Stored data
//! Turns pointer, keyboard and toolbar input into document mutations.
//!
//! Every entry point returns the [`Effects`] the caller has to carry out:
//! redraws, sidebar and navigation refreshes, and the hover timer that
//! reveals an image's lock glyph.

use crate::config::BoardConfig;
use crate::document::Document;
use crate::error::BoardError;
use crate::geometry::{corner_at, Corner};
use crate::page::{ImageTicket, StrokeMode, ToolSettings};
use crate::render::{render, Frame, Overlay};
use crate::{ImageId, PageId, Point, SourceId};

#[derive(Clone, Copy, Debug, PartialEq, Eq, PartialOrd, Ord, Hash)]
pub struct TimerToken(pub u64);

#[derive(Clone, Debug, PartialEq, Eq)]
pub enum Effect {
    Redraw,
    RefreshImages,
    RefreshNavigation,
    ScheduleHover { token: TimerToken, delay_ms: u32 },
    CancelHover { token: TimerToken },
    /// No image on any page draws from this source anymore.
    ReleaseSource(SourceId),
}

#[derive(Clone, Debug, Default, PartialEq, Eq)]
pub struct Effects(Vec<Effect>);

impl Effects {
    pub fn push(&mut self, effect: Effect) {
        if !self.0.contains(&effect) {
            self.0.push(effect);
        }
    }

    pub fn contains(&self, effect: &Effect) -> bool {
        self.0.contains(effect)
    }

    pub fn is_empty(&self) -> bool {
        self.0.is_empty()
    }

    pub fn iter(&self) -> std::slice::Iter<'_, Effect> {
        self.0.iter()
    }
}

impl IntoIterator for Effects {
    type Item = Effect;
    type IntoIter = std::vec::IntoIter<Effect>;

    fn into_iter(self) -> Self::IntoIter {
        self.0.into_iter()
    }
}

#[derive(Clone, Debug, PartialEq, Eq)]
pub struct KeyPress {
    pub key: String,
    pub code: String,
    pub ctrl: bool,
    pub alt: bool,
}

impl KeyPress {
    pub fn is_undo(&self) -> bool {
        self.ctrl && (self.key == "z" || (self.alt && self.code == "KeyZ"))
    }
}

#[derive(Clone, Copy, Debug, PartialEq)]
enum Gesture {
    Idle,
    Stroke,
    Drag {
        image: ImageId,
        offset: Point,
    },
    Resize {
        image: ImageId,
        corner: Corner,
        grab: Point,
    },
}

#[derive(Clone, Copy, Debug, Default, PartialEq)]
struct Hover {
    image: Option<ImageId>,
    revealed: bool,
    timer: Option<TimerToken>,
}

pub struct Controller {
    config: BoardConfig,
    tools: ToolSettings,
    gesture: Gesture,
    hover: Hover,
    pointer: Option<Point>,
    next_timer: u64,
}

impl Controller {
    pub fn new(config: BoardConfig) -> Self {
        let tools = ToolSettings {
            mode: StrokeMode::Draw,
            color: config.default_color.clone(),
            line_width: config.default_line_width,
            eraser_size: config.default_eraser_size,
            erase_style: config.erase_style,
        };
        Self {
            config,
            tools,
            gesture: Gesture::Idle,
            hover: Hover::default(),
            pointer: None,
            next_timer: 1,
        }
    }

    pub fn config(&self) -> &BoardConfig {
        &self.config
    }

    pub fn tools(&self) -> &ToolSettings {
        &self.tools
    }

    pub fn hovered_image(&self) -> Option<ImageId> {
        self.hover.image
    }

    pub fn lock_revealed(&self) -> bool {
        self.hover.revealed
    }

    pub fn overlay(&self) -> Overlay<'_> {
        Overlay {
            tools: &self.tools,
            revealed_lock: if self.hover.revealed {
                self.hover.image
            } else {
                None
            },
            lock_size: self.config.lock_size,
            lock_inset: self.config.lock_inset,
            eraser_cursor: match self.tools.mode {
                StrokeMode::Erase => self.pointer,
                StrokeMode::Draw => None,
            },
        }
    }

    pub fn frame(&self, document: &Document) -> Frame {
        render(document.active_page(), &self.overlay())
    }

    /// CSS cursor for the canvas.
    pub fn cursor(&self) -> &'static str {
        match self.gesture {
            Gesture::Drag { .. } => "pointer",
            Gesture::Resize { corner, .. } => match corner {
                Corner::TopLeft | Corner::BottomRight => "nwse-resize",
                Corner::TopRight | Corner::BottomLeft => "nesw-resize",
            },
            Gesture::Idle | Gesture::Stroke => match self.tools.mode {
                StrokeMode::Draw => "crosshair",
                StrokeMode::Erase => "none",
            },
        }
    }

    pub fn pointer_down(&mut self, document: &mut Document, point: Point) -> Effects {
        let mut effects = Effects::default();
        if !point.is_finite() {
            return effects;
        }
        self.pointer = Some(point);
        if self.gesture != Gesture::Idle {
            self.end_gesture(document, &mut effects);
        }
        let page = document.active_page_mut();

        if self.hover.revealed {
            if let Some(image) = self.hover.image.and_then(|id| page.image_mut(id)) {
                let lock = image.lock_rect(self.config.lock_size, self.config.lock_inset);
                if lock.contains(point) {
                    image.locked = !image.locked;
                    log::debug!("image {} locked={}", image.id, image.locked);
                    effects.push(Effect::Redraw);
                    return effects;
                }
            }
        }

        let handle_size = self.config.handle_size;
        let grabbed = page
            .images()
            .iter()
            .rev()
            .filter(|image| !image.locked)
            .find_map(|image| {
                let rect = image.rect();
                if let Some(corner) = corner_at(&rect, point, handle_size) {
                    return Some(Gesture::Resize {
                        image: image.id,
                        corner,
                        grab: point.offset_from(rect.corner(corner)),
                    });
                }
                if rect.contains(point) {
                    return Some(Gesture::Drag {
                        image: image.id,
                        offset: point.offset_from(Point::new(image.x, image.y)),
                    });
                }
                None
            });
        if let Some(gesture) = grabbed {
            self.gesture = gesture;
            return effects;
        }

        page.begin_stroke(point, &self.tools);
        self.gesture = Gesture::Stroke;
        effects.push(Effect::Redraw);
        effects
    }

    pub fn pointer_move(&mut self, document: &mut Document, point: Point) -> Effects {
        let mut effects = Effects::default();
        if !point.is_finite() {
            return effects;
        }
        self.pointer = Some(point);
        self.update_hover(document, point, &mut effects);

        let page = document.active_page_mut();
        match self.gesture {
            Gesture::Idle => {
                if self.tools.mode == StrokeMode::Erase {
                    effects.push(Effect::Redraw);
                }
            }
            Gesture::Stroke => {
                page.extend_stroke(point, &self.tools);
                effects.push(Effect::Redraw);
            }
            Gesture::Drag { image, offset } => {
                let origin = point.offset_from(offset);
                if page.image_mut(image).is_some_and(|image| image.move_to(origin)) {
                    effects.push(Effect::Redraw);
                }
            }
            Gesture::Resize {
                image,
                corner,
                grab,
            } => {
                let target = point.offset_from(grab);
                let min_size = self.config.min_image_size;
                if page
                    .image_mut(image)
                    .is_some_and(|image| image.resize(corner, target, min_size))
                {
                    effects.push(Effect::Redraw);
                }
            }
        }
        effects
    }

    pub fn pointer_up(&mut self, document: &mut Document) -> Effects {
        let mut effects = Effects::default();
        self.end_gesture(document, &mut effects);
        effects
    }

    pub fn pointer_leave(&mut self, document: &mut Document) -> Effects {
        let mut effects = Effects::default();
        self.reset_hover(&mut effects);
        self.pointer = None;
        self.end_gesture(document, &mut effects);
        effects.push(Effect::Redraw);
        effects
    }

    /// Reveals the lock glyph if `token` is still the armed hover timer.
    pub fn hover_timer_fired(&mut self, token: TimerToken) -> Effects {
        let mut effects = Effects::default();
        if self.hover.timer != Some(token) {
            return effects;
        }
        self.hover.timer = None;
        if self.hover.image.is_some() {
            self.hover.revealed = true;
            effects.push(Effect::Redraw);
        }
        effects
    }

    pub fn key_down(&mut self, document: &mut Document, key: &KeyPress) -> Effects {
        let mut effects = Effects::default();
        if key.is_undo() && document.active_page_mut().undo() {
            effects.push(Effect::Redraw);
        }
        effects
    }

    pub fn set_color(&mut self, color: &str) {
        let color = color.trim();
        if !color.is_empty() {
            self.tools.color = color.to_string();
        }
    }

    pub fn set_line_width(&mut self, width: f32) {
        if width.is_finite() {
            self.tools.line_width = width.max(1.0);
        }
    }

    pub fn set_eraser_size(&mut self, size: f32) -> Effects {
        let mut effects = Effects::default();
        if size.is_finite() {
            self.tools.eraser_size = size.max(1.0);
            if self.tools.mode == StrokeMode::Erase {
                effects.push(Effect::Redraw);
            }
        }
        effects
    }

    pub fn toggle_eraser(&mut self) -> Effects {
        self.tools.mode = match self.tools.mode {
            StrokeMode::Draw => StrokeMode::Erase,
            StrokeMode::Erase => StrokeMode::Draw,
        };
        let mut effects = Effects::default();
        effects.push(Effect::Redraw);
        effects
    }

    /// Wipes strokes and undo history of the active page. Not undoable.
    pub fn clear(&mut self, document: &mut Document) -> Effects {
        if self.gesture == Gesture::Stroke {
            self.gesture = Gesture::Idle;
        }
        document.active_page_mut().clear();
        let mut effects = Effects::default();
        effects.push(Effect::Redraw);
        effects
    }

    pub fn switch_to(&mut self, document: &mut Document, page: PageId) -> Effects {
        let before = document.active_page().id();
        if !document.switch_to(page) {
            return Effects::default();
        }
        self.page_changed(before != page)
    }

    pub fn previous_page(&mut self, document: &mut Document) -> Effects {
        if !document.previous_page() {
            return Effects::default();
        }
        self.page_changed(true)
    }

    pub fn next_page(&mut self, document: &mut Document) -> Effects {
        if !document.next_page() {
            return Effects::default();
        }
        self.page_changed(true)
    }

    pub fn new_page(&mut self, document: &mut Document) -> Effects {
        let id = document.create_page();
        log::info!("created page {id}");
        self.page_changed(true)
    }

    pub fn delete_page(&mut self, document: &mut Document) -> Effects {
        let sources: Vec<SourceId> = document
            .active_page()
            .images()
            .iter()
            .map(|image| image.source)
            .collect();
        match document.delete_page() {
            Some(id) => {
                log::info!("deleted page {id}");
                let mut effects = self.page_changed(true);
                for source in sources {
                    release_if_unused(document, source, &mut effects);
                }
                effects
            }
            None => Effects::default(),
        }
    }

    pub fn request_image(&mut self, document: &mut Document) -> ImageTicket {
        document.request_image()
    }

    pub fn image_decoded(
        &mut self,
        document: &mut Document,
        ticket: ImageTicket,
        source: SourceId,
    ) -> Result<Effects, BoardError> {
        if let Err(error) = document.deliver_image(ticket, source, &self.config.image_placement) {
            log::warn!("dropping decoded image {}: {error}", ticket.image);
            return Err(error);
        }
        let mut effects = Effects::default();
        if document.active_page().id() == ticket.page {
            effects.push(Effect::Redraw);
            effects.push(Effect::RefreshImages);
        }
        Ok(effects)
    }

    pub fn image_failed(&mut self, document: &mut Document, ticket: ImageTicket) {
        log::warn!("image {} for page {} failed to decode", ticket.image, ticket.page);
        document.abandon_image(ticket);
    }

    pub fn remove_image(&mut self, document: &mut Document, id: ImageId) -> Effects {
        let mut effects = Effects::default();
        let Some(removed) = document.active_page_mut().remove_image(id) else {
            return effects;
        };
        if self.hover.image == Some(id) {
            self.reset_hover(&mut effects);
        }
        if matches!(
            self.gesture,
            Gesture::Drag { image, .. } | Gesture::Resize { image, .. } if image == id
        ) {
            self.gesture = Gesture::Idle;
        }
        effects.push(Effect::Redraw);
        effects.push(Effect::RefreshImages);
        release_if_unused(document, removed.source, &mut effects);
        effects
    }

    pub fn place_copy(&mut self, document: &mut Document, id: ImageId) -> Effects {
        let mut effects = Effects::default();
        let placement = self.config.image_placement;
        if document.active_page_mut().place_copy(id, &placement).is_some() {
            effects.push(Effect::Redraw);
            effects.push(Effect::RefreshImages);
        }
        effects
    }

    fn end_gesture(&mut self, document: &mut Document, effects: &mut Effects) {
        match std::mem::replace(&mut self.gesture, Gesture::Idle) {
            Gesture::Stroke => {
                document.active_page_mut().commit_stroke(&self.tools);
                effects.push(Effect::Redraw);
            }
            Gesture::Drag { .. } | Gesture::Resize { .. } | Gesture::Idle => {}
        }
    }

    fn update_hover(&mut self, document: &Document, point: Point, effects: &mut Effects) {
        let under = document.active_page().image_at(point);
        if under == self.hover.image {
            return;
        }
        self.reset_hover(effects);
        self.hover.image = under;
        if under.is_some() {
            let token = TimerToken(self.next_timer);
            self.next_timer += 1;
            self.hover.timer = Some(token);
            effects.push(Effect::ScheduleHover {
                token,
                delay_ms: self.config.hover_delay_ms,
            });
        }
        effects.push(Effect::Redraw);
    }

    fn reset_hover(&mut self, effects: &mut Effects) {
        if let Some(token) = self.hover.timer.take() {
            effects.push(Effect::CancelHover { token });
        }
        self.hover.image = None;
        self.hover.revealed = false;
    }

    /// The page being left keeps any pending stroke; drag, resize and hover
    /// belong to its images and are dropped.
    fn page_changed(&mut self, changed: bool) -> Effects {
        let mut effects = Effects::default();
        if changed {
            self.gesture = Gesture::Idle;
            self.reset_hover(&mut effects);
        }
        effects.push(Effect::Redraw);
        effects.push(Effect::RefreshImages);
        effects.push(Effect::RefreshNavigation);
        effects
    }
}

▶ [THE TASK]: If a line in the data above contains "derive", return that line.

▶ [SOLUTION FOR THIS TASK]:
#[derive(Clone, Copy, Debug, PartialEq, Eq, PartialOrd, Ord, Hash)]
#[derive(Clone, Debug, PartialEq, Eq)]
#[derive(Clone, Debug, Default, PartialEq, Eq)]
#[derive(Clone, Debug, PartialEq, Eq)]
#[derive(Clone, Copy, Debug, PartialEq)]
#[derive(Clone, Copy, Debug, Default, PartialEq)]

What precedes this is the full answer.